Une édition électronique réalisée à partir du texte de Robert SÉVIGNY et Jacques RHÉAUME, “Famille et santé mentale. Note de recherche.” In ouvrage sous la direction de Renée B.-Dandurand, Couples et parents des années quatre-vingt. Questions de culture, no 13, pp. 235-240. Québec: Institut québécois de recherche sur la culture (IQRC), 1987, 286 pp.

[233]

Questions de culture, no 13
“Couples et parents des années quatre-vingt.”

DEUXIÈME PARTIE

15

Famille et santé mentale :
note de recherche.”

par
Robert SÉVIGNY et Jacques RHÉAUME

Depuis près de quatre ans, nous avons analysé des interviews réalisées auprès d'intervenants en santé ou maladie mentale [1]. Ces interviews portaient essentiellement sur les dimensions théoriques (ou conceptuelles) et pratiques de leurs interventions. Nous inspirant d'un schéma relativement simple et ouvert, nous avons exploré, avec ces intervenants, leurs conceptions mêmes de la santé ou de la maladie, leurs conceptions relatives à leurs propres interventions, les cadres organisationels de leurs pratiques (leurs lieux de pratique, leur formation, leur carrière, etc.) et les cadres sociaux qu'ils ou elles associent soit à leur conception des problèmes psychologiques, soit à leur conception des interventions elles-mêmes. L'hypothèse générale de cette recherche est que les intervenants, pour donner du sens à leurs interventions, font appel, non seulement à des connaissances « psychologiques », mais également à un ensemble de connaissances relatives à la société. C'est cette connaissance du social que nous avons qualifiée de « sociologie implicite » [2]. La famille, cela va presque de soi, constitue un élément important de cette sociologie implicite. Nous voulons ici évoquer diverses pistes de réflexion qui se dégagent de nos premières mises en ordre des témoignages que nous avons recueillis. Il ne peut être question ici de proposer une théorie générale des liens entre la santé ou la maladie mentale et la famille. Nous énumérons simplement [234] quelques-unes des nombreuses références à la famille faites par les intervenants eux-mêmes.
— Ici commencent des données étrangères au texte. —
use super::inspector::VariableInspector;
use super::types::Value;
use crate::Result;
use std::sync::Arc;
use tokio::sync::RwLock;

/// One watch expression and its last observed outcome (§3 WatchEntry).
#[derive(Debug, Clone)]
pub struct WatchEntry {
    pub id: String,
    pub expression: String,
    pub value: Option<Value>,
    pub error: Option<String>,
    /// Set by `refresh` when `value` differs from the previous pause.
    pub changed: bool,
}

/// Owns the set of watch expressions for a Session and re-evaluates them
/// on every pause (§4.5 `watches.refresh`).
pub struct WatchList {
    inspector: Arc<VariableInspector>,
    entries: RwLock<Vec<WatchEntry>>,
    next_id: std::sync::atomic::AtomicU64,
}

impl WatchList {
    pub fn new(inspector: Arc<VariableInspector>) -> Self {
        Self {
            inspector,
            entries: RwLock::new(Vec::new()),
            next_id: std::sync::atomic::AtomicU64::new(1),
        }
    }

    pub async fn add(&self, expression: String) -> String {
        let id = format!(
            "watch-{}",
            self.next_id
                .fetch_add(1, std::sync::atomic::Ordering::SeqCst)
        );
        self.entries.write().await.push(WatchEntry {
            id: id.clone(),
            expression,
            value: None,
            error: None,
            changed: false,
        });
        id
    }

    pub async fn remove(&self, id: &str) -> Result<()> {
        let mut entries = self.entries.write().await;
        let before = entries.len();
        entries.retain(|e| e.id != id);
        if entries.len() == before {
            return Err(crate::Error::WatchNotFound(id.to_string()));
        }
        Ok(())
    }

    /// Re-evaluate every watch against `frame_id`, recording whether each
    /// value differs from its prior observation.
    pub async fn refresh(&self, frame_id: &str) {
        let mut entries = self.entries.write().await;
        for entry in entries.iter_mut() {
            match self.inspector.evaluate(frame_id, &entry.expression, true).await {
                Ok(new_value) => {
                    entry.changed = entry.value.as_ref() != Some(&new_value);
                    entry.value = Some(new_value);
                    entry.error = None;
                }
                Err(e) => {
                    entry.changed = entry.error.as_deref() != Some(e.to_string().as_str());
                    entry.error = Some(e.to_string());
                }
            }
        }
    }

    pub async fn list(&self) -> Vec<WatchEntry> {
        self.entries.read().await.clone()
    }
}
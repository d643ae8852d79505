use super::transport::WsTransport;
use super::transport_trait::InspectorTransportTrait;
use super::types::{CdpCommand, Inbound, RawInbound};
use crate::{Error, Result};
use serde_json::Value;
use std::collections::HashMap;
use std::sync::atomic::{AtomicU64, Ordering};
use std::sync::Arc;
use std::time::Duration;
use tokio::sync::{oneshot, Mutex, RwLock};
use tracing::{debug, info, warn};

const DEFAULT_CALL_TIMEOUT: Duration = Duration::from_secs(10);

type EventCallback = Arc<dyn Fn(Option<Value>) + Send + Sync>;
type PendingMap = Arc<Mutex<HashMap<u64, oneshot::Sender<Result<Value>>>>>;
type CallbackMap = Arc<RwLock<HashMap<String, Vec<EventCallback>>>>;

/// §4.2 Inspector Client state machine. Transitions are monotonic.
#[derive(Debug, Clone, Copy, PartialEq, Eq)]
pub enum ConnState {
    Connecting,
    Ready,
    Closing,
    Closed,
}

/// One full-duplex WebSocket connection to a child runtime's CDP inspector.
///
/// Correlates commands with replies by id and dispatches unsolicited events
/// to registered callbacks, serialized per event name by construction: the
/// single reader task invokes callbacks for a given event synchronously,
/// one at a time, in arrival order.
pub struct InspectorClient {
    transport: Arc<Mutex<Box<dyn InspectorTransportTrait>>>,
    next_id: Arc<AtomicU64>,
    pending: PendingMap,
    callbacks: CallbackMap,
    state: Arc<RwLock<ConnState>>,
    default_timeout: Duration,
}

impl InspectorClient {
    /// Connect to an inspector endpoint URL (e.g. `ws://127.0.0.1:9229/abcd`).
    pub async fn connect(url: &str, default_timeout: Duration) -> Result<Self> {
        let transport = WsTransport::connect(url).await?;
        Ok(Self::new_with_transport(Box::new(transport), default_timeout))
    }

    /// Build a client over an arbitrary transport (used by tests with a mock).
    pub fn new_with_transport(
        transport: Box<dyn InspectorTransportTrait>,
        default_timeout: Duration,
    ) -> Self {
        let transport = Arc::new(Mutex::new(transport));
        let pending: PendingMap = Arc::new(Mutex::new(HashMap::new()));
        let callbacks: CallbackMap = Arc::new(RwLock::new(HashMap::new()));
        let state = Arc::new(RwLock::new(ConnState::Connecting));

        let client = Self {
            transport: transport.clone(),
            next_id: Arc::new(AtomicU64::new(1)),
            pending: pending.clone(),
            callbacks: callbacks.clone(),
            state: state.clone(),
            default_timeout,
        };

        tokio::spawn(Self::reader_loop(transport, pending, callbacks, state));

        client
    }

    /// Current connection state.
    pub async fn state(&self) -> ConnState {
        *self.state.read().await
    }

    async fn mark_ready(state: &Arc<RwLock<ConnState>>) {
        let mut s = state.write().await;
        if *s == ConnState::Connecting {
            *s = ConnState::Ready;
        }
    }

    async fn reader_loop(
        transport: Arc<Mutex<Box<dyn InspectorTransportTrait>>>,
        pending: PendingMap,
        callbacks: CallbackMap,
        state: Arc<RwLock<ConnState>>,
    ) {
        // A freshly connected socket is immediately usable; there is no
        // separate inspector-side handshake frame to wait for.
        Self::mark_ready(&state).await;

        loop {
            let text = {
                let mut t = transport.lock().await;
                t.recv_text().await
            };

            let text = match text {
                Ok(t) => t,
                Err(e) => {
                    warn!("inspector transport closed: {}", e);
                    break;
                }
            };

            let raw: RawInbound = match serde_json::from_str(&text) {
                Ok(r) => r,
                Err(e) => {
                    warn!("failed to parse inspector message: {}", e);
                    continue;
                }
            };

            match raw.classify() {
                Some(Inbound::Response { id, result }) => {
                    let mut pending = pending.lock().await;
                    if let Some(tx) = pending.remove(&id) {
                        let mapped = result.map_err(|e| Error::CdpError {
                            code: e.code,
                            message: e.message,
                        });
                        let _ = tx.send(mapped);
                    } else {
                        warn!("response for unknown request id {}", id);
                    }
                }
                Some(Inbound::Event { method, params }) => {
                    debug!("inspector event: {}", method);
                    let handlers = callbacks.read().await;
                    if let Some(hs) = handlers.get(&method) {
                        for h in hs {
                            h(params.clone());
                        }
                    }
                }
                None => warn!("unclassifiable inspector message: {}", text),
            }
        }

        // Disconnected: fail every outstanding call and mark Closed.
        let mut pending = pending.lock().await;
        for (_, tx) in pending.drain() {
            let _ = tx.send(Err(Error::Disconnected));
        }
        *state.write().await = ConnState::Closed;
    }

    /// Register a callback for `eventName`. Multiple callbacks for the same
    /// event are invoked in registration order, never concurrently with
    /// each other.
    pub async fn on<F>(&self, event_name: &str, handler: F)
    where
        F: Fn(Option<Value>) + Send + Sync + 'static,
    {
        let mut callbacks = self.callbacks.write().await;
        callbacks
            .entry(event_name.to_string())
            .or_default()
            .push(Arc::new(handler));
    }

    /// Send a CDP command and await the correlated reply, or `Timeout`
    /// after `default_timeout` (configurable per client).
    pub async fn send(&self, method: &str, params: Option<Value>) -> Result<Value> {
        if *self.state.read().await == ConnState::Closed {
            return Err(Error::Disconnected);
        }

        let id = self.next_id.fetch_add(1, Ordering::SeqCst);
        let command = CdpCommand {
            id,
            method: method.to_string(),
            params,
        };

        let (tx, rx) = oneshot::channel();
        {
            let mut pending = self.pending.lock().await;
            pending.insert(id, tx);
        }

        let text = serde_json::to_string(&command)?;
        {
            let mut transport = self.transport.lock().await;
            if let Err(e) = transport.send_text(text).await {
                let mut pending = self.pending.lock().await;
                pending.remove(&id);
                return Err(e);
            }
        }

        match tokio::time::timeout(self.default_timeout, rx).await {
            Ok(Ok(result)) => result,
            Ok(Err(_)) => Err(Error::Disconnected),
            Err(_) => {
                let mut pending = self.pending.lock().await;
                pending.remove(&id);
                Err(Error::Timeout(method.to_string()))
            }
        }
    }

    /// Send with an explicit deadline overriding the client default.
    pub async fn send_with_timeout(
        &self,
        method: &str,
        params: Option<Value>,
        timeout: Duration,
    ) -> Result<Value> {
        tokio::time::timeout(timeout, self.send(method, params))
            .await
            .map_err(|_| Error::Timeout(method.to_string()))?
    }

    /// Close the socket, fail every outstanding call with `Disconnected`,
    /// and clear subscribers. Idempotent.
    pub async fn disconnect(&self) -> Result<()> {
        {
            let mut state = self.state.write().await;
            if *state == ConnState::Closed || *state == ConnState::Closing {
                return Ok(());
            }
            *state = ConnState::Closing;
        }

        {
            let mut transport = self.transport.lock().await;
            let _ = transport.close().await;
        }

        {
            let mut pending = self.pending.lock().await;
            for (_, tx) in pending.drain() {
                let _ = tx.send(Err(Error::Disconnected));
            }
        }

        {
            let mut callbacks = self.callbacks.write().await;
            callbacks.clear();
        }

        *self.state.write().await = ConnState::Closed;
        info!("inspector client disconnected");
        Ok(())
    }
}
1. La place de l'expérience de la jeune enfance. Commençons par une évidence. Tous ceux et celles qui situent leurs interventions dans une perspective freudienne accordent une importance fondamentale à la famille. La famille, dans cette perspective, est celle qui a été vécue, éprouvée, symbolisée, intériorisée, et qui est au cœur de la formation de la personnalité : la famille a été le lieu premier des apprentissages inconscients, de la formation des mécanismes de défense, de tous ces sentiments occultes ou occultés (de culpabilité, d'agressivité, par exemple), mais aussi de toutes les ressources d'adaptation ou de créativité. Les problèmes ressentis par l'adulte, comme les éléments de résolutions de ces problèmes, passent par l'exploration, la prise de conscience de cette réalité qu'il a vécue dans le passé, mais qu'il retrouve, au présent, dans ses fantasmes ou ses désirs. Bien des aspects de ce cadre explicatif des malaises psychologiques ont été remis en cause ou abandonnés — l'abandon de la théorie de la « mauvaise mère » en est un bon exemple. Mais il reste un noyau dur d'explications qui demeure pertinent, et cela aux yeux d'un très grand nombre de thérapeutes, qu'ils soient ou non d'orientation « carrément » freudienne.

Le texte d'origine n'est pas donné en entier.